→ TASK TO CARRY OUT
Return every entry in full, with no alterations.

(Beginning of DATA SUPPLIED)

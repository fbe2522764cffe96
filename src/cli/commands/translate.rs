use std::fs;

use anyhow::{Context, Result};

use super::super::args::TranslateCommand;
use super::helper::TranslateContext;
use super::{CommandResult, CommandSummary, Failure, TranslateOutput, TranslateSummary};

pub fn translate(cmd: TranslateCommand) -> Result<CommandResult> {
    let input = cmd.input;
    let label = input.display().to_string();
    let mut summary = TranslateSummary {
        input: input.clone(),
        output: None,
    };

    if !input.is_file() {
        return Ok(CommandResult::new(
            CommandSummary::Translate(summary),
            vec![Failure::usage(label, "input file not found")],
        ));
    }

    let ctx = TranslateContext::load()?;
    let output_path = match (&cmd.output, cmd.stdout) {
        (_, true) => None,
        (Some(path), false) => Some(path.clone()),
        (None, false) => Some(input.with_extension(ctx.config.output_extension())),
    };
    if output_path.as_deref() == Some(input.as_path()) {
        return Ok(CommandResult::new(
            CommandSummary::Translate(summary),
            vec![Failure::usage(label, "output would overwrite the input file")],
        ));
    }

    let source = match fs::read_to_string(&input) {
        Ok(source) => source,
        Err(err) => {
            return Ok(CommandResult::new(
                CommandSummary::Translate(summary),
                vec![Failure::io(label, &err)],
            ));
        }
    };

    let translated = match ctx.translator.translate(&source, &label) {
        Ok(translated) => translated,
        Err(err) => {
            tracing::debug!(input = %label, error = %err, "translation failed");
            let failure = Failure::translation(label, &source, &err);
            return Ok(CommandResult::new(
                CommandSummary::Translate(summary),
                vec![failure],
            ));
        }
    };

    summary.output = Some(match output_path {
        Some(path) => {
            fs::write(&path, &translated)
                .with_context(|| format!("Failed to write file: {}", path.display()))?;
            TranslateOutput::File(path)
        }
        None => TranslateOutput::Stdout(translated),
    });

    Ok(CommandResult::new(CommandSummary::Translate(summary), Vec::new()))
}
//! File discovery for `vox check`.

use std::{
    collections::BTreeSet,
    path::{Path, PathBuf},
};

use glob::Pattern;
use walkdir::WalkDir;

/// Result of scanning files.
#[derive(Debug, Default)]
pub struct ScanResult {
    pub files: BTreeSet<PathBuf>,
    /// Roots given on the command line that do not exist.
    pub missing: Vec<PathBuf>,
}

/// Collect the files to check.
///
/// Files named directly are always included. Directories are walked and
/// their files kept when the path relative to the directory matches an
/// include pattern and no ignore pattern.
pub fn scan_files(roots: &[PathBuf], includes: &[Pattern], ignores: &[Pattern]) -> ScanResult {
    let mut result = ScanResult::default();

    for root in roots {
        if root.is_file() {
            result.files.insert(root.clone());
            continue;
        }
        if !root.is_dir() {
            result.missing.push(root.clone());
            continue;
        }

        for entry in WalkDir::new(root) {
            let entry = match entry {
                Ok(e) => e,
                Err(e) => {
                    tracing::warn!("cannot access path: {e}");
                    continue;
                }
            };
            if !entry.file_type().is_file() {
                continue;
            }

            let path = entry.path();
            let relative = path.strip_prefix(root).unwrap_or(path);
            if is_selected(relative, includes, ignores) {
                result.files.insert(path.to_path_buf());
            }
        }
    }

    result
}

fn is_selected(relative: &Path, includes: &[Pattern], ignores: &[Pattern]) -> bool {
    includes.iter().any(|p| p.matches_path(relative))
        && !ignores.iter().any(|p| p.matches_path(relative))
}
use std::{
    fs,
    path::{Path, PathBuf},
};

use anyhow::Result;
use rayon::prelude::*;

use super::super::args::CheckCommand;
use super::helper::TranslateContext;
use super::scan::scan_files;
use super::{CheckSummary, CommandResult, CommandSummary, Failure};
use crate::core::Translator;

pub fn check(cmd: CheckCommand) -> Result<CommandResult> {
    let ctx = TranslateContext::load()?;
    let (includes, ignores) = ctx.config.patterns()?;

    let roots = if cmd.paths.is_empty() {
        vec![PathBuf::from(".")]
    } else {
        cmd.paths
    };
    let scan = scan_files(&roots, &includes, &ignores);
    tracing::debug!(files = scan.files.len(), "collected files");

    let mut failures: Vec<Failure> = scan
        .missing
        .iter()
        .map(|path| Failure::usage(path.display().to_string(), "path not found"))
        .collect();

    let files: Vec<&PathBuf> = scan.files.iter().collect();
    let translated: Vec<Failure> = files
        .par_iter()
        .filter_map(|path| check_file(&ctx.translator, path))
        .collect();
    failures.extend(translated);

    Ok(CommandResult::new(
        CommandSummary::Check(CheckSummary {
            files_checked: files.len(),
        }),
        failures,
    ))
}

/// Translate one file in memory; nothing is written.
fn check_file(translator: &Translator, path: &Path) -> Option<Failure> {
    let label = display_path(path);
    let source = match fs::read_to_string(path) {
        Ok(source) => source,
        Err(err) => return Some(Failure::io(label, &err)),
    };

    translator
        .translate(&source, &label)
        .err()
        .map(|err| Failure::translation(label, &source, &err))
}

/// `./src/a.vox` → `src/a.vox`.
fn display_path(path: &Path) -> String {
    let path = path.strip_prefix(".").unwrap_or(path);
    path.display().to_string().replace('\\', "/")
}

(End of DATA SUPPLIED)

→ RESPONSE AREA
repository fbe2522764cffe96
filename src/cli/commands/translate.rs
use std::fs;

use anyhow::{Context, Result};

use super::super::args::TranslateCommand;
use super::helper::TranslateContext;
use super::{CommandResult, CommandSummary, Failure, TranslateOutput, TranslateSummary};

pub fn translate(cmd: TranslateCommand) -> Result<CommandResult> {
    let input = cmd.input;
    let label = input.display().to_string();
    let mut summary = TranslateSummary {
        input: input.clone(),
        output: None,
    };

    if !input.is_file() {
        return Ok(CommandResult::new(
            CommandSummary::Translate(summary),
            vec![Failure::usage(label, "input file not found")],
        ));
    }

    let ctx = TranslateContext::load()?;
    let output_path = match (&cmd.output, cmd.stdout) {
        (_, true) => None,
        (Some(path), false) => Some(path.clone()),
        (None, false) => Some(input.with_extension(ctx.config.output_extension())),
    };
    if output_path.as_deref() == Some(input.as_path()) {
        return Ok(CommandResult::new(
            CommandSummary::Translate(summary),
            vec![Failure::usage(label, "output would overwrite the input file")],
        ));
    }

    let source = match fs::read_to_string(&input) {
        Ok(source) => source,
        Err(err) => {
            return Ok(CommandResult::new(
                CommandSummary::Translate(summary),
                vec![Failure::io(label, &err)],
            ));
        }
    };

    let translated = match ctx.translator.translate(&source, &label) {
        Ok(translated) => translated,
        Err(err) => {
            tracing::debug!(input = %label, error = %err, "translation failed");
            let failure = Failure::translation(label, &source, &err);
            return Ok(CommandResult::new(
                CommandSummary::Translate(summary),
                vec![failure],
            ));
        }
    };

    summary.output = Some(match output_path {
        Some(path) => {
            fs::write(&path, &translated)
                .with_context(|| format!("Failed to write file: {}", path.display()))?;
            TranslateOutput::File(path)
        }
        None => TranslateOutput::Stdout(translated),
    });

    Ok(CommandResult::new(CommandSummary::Translate(summary), Vec::new()))
}
//! File discovery for `vox check`.

use std::{
    collections::BTreeSet,
    path::{Path, PathBuf},
};

use glob::Pattern;
use walkdir::WalkDir;

/// Result of scanning files.
#[derive(Debug, Default)]
pub struct ScanResult {
    pub files: BTreeSet<PathBuf>,
    /// Roots given on the command line that do not exist.
    pub missing: Vec<PathBuf>,
}

/// Collect the files to check.
///
/// Files named directly are always included. Directories are walked and
/// their files kept when the path relative to the directory matches an
/// include pattern and no ignore pattern.
pub fn scan_files(roots: &[PathBuf], includes: &[Pattern], ignores: &[Pattern]) -> ScanResult {
    let mut result = ScanResult::default();

    for root in roots {
        if root.is_file() {
            result.files.insert(root.clone());
            continue;
        }
        if !root.is_dir() {
            result.missing.push(root.clone());
            continue;
        }

        for entry in WalkDir::new(root) {
            let entry = match entry {
                Ok(e) => e,
                Err(e) => {
                    tracing::warn!("cannot access path: {e}");
                    continue;
                }
            };
            if !entry.file_type().is_file() {
                continue;
            }

            let path = entry.path();
            let relative = path.strip_prefix(root).unwrap_or(path);
            if is_selected(relative, includes, ignores) {
                result.files.insert(path.to_path_buf());
            }
        }
    }

    result
}

fn is_selected(relative: &Path, includes: &[Pattern], ignores: &[Pattern]) -> bool {
    includes.iter().any(|p| p.matches_path(relative))
        && !ignores.iter().any(|p| p.matches_path(relative))
}
use std::{
    fs,
    path::{Path, PathBuf},
};

use anyhow::Result;
use rayon::prelude::*;

use super::super::args::CheckCommand;
use super::helper::TranslateContext;
use super::scan::scan_files;
use super::{CheckSummary, CommandResult, CommandSummary, Failure};
use crate::core::Translator;

pub fn check(cmd: CheckCommand) -> Result<CommandResult> {
    let ctx = TranslateContext::load()?;
    let (includes, ignores) = ctx.config.patterns()?;

    let roots = if cmd.paths.is_empty() {
        vec![PathBuf::from(".")]
    } else {
        cmd.paths
    };
    let scan = scan_files(&roots, &includes, &ignores);
    tracing::debug!(files = scan.files.len(), "collected files");

    let mut failures: Vec<Failure> = scan
        .missing
        .iter()
        .map(|path| Failure::usage(path.display().to_string(), "path not found"))
        .collect();

    let files: Vec<&PathBuf> = scan.files.iter().collect();
    let translated: Vec<Failure> = files
        .par_iter()
        .filter_map(|path| check_file(&ctx.translator, path))
        .collect();
    failures.extend(translated);

    Ok(CommandResult::new(
        CommandSummary::Check(CheckSummary {
            files_checked: files.len(),
        }),
        failures,
    ))
}

/// Translate one file in memory; nothing is written.
fn check_file(translator: &Translator, path: &Path) -> Option<Failure> {
    let label = display_path(path);
    let source = match fs::read_to_string(path) {
        Ok(source) => source,
        Err(err) => return Some(Failure::io(label, &err)),
    };

    translator
        .translate(&source, &label)
        .err()
        .map(|err| Failure::translation(label, &source, &err))
}

/// `./src/a.vox` → `src/a.vox`.
fn display_path(path: &Path) -> String {
    let path = path.strip_prefix(".").unwrap_or(path);
    path.display().to_string().replace('\\', "/")
}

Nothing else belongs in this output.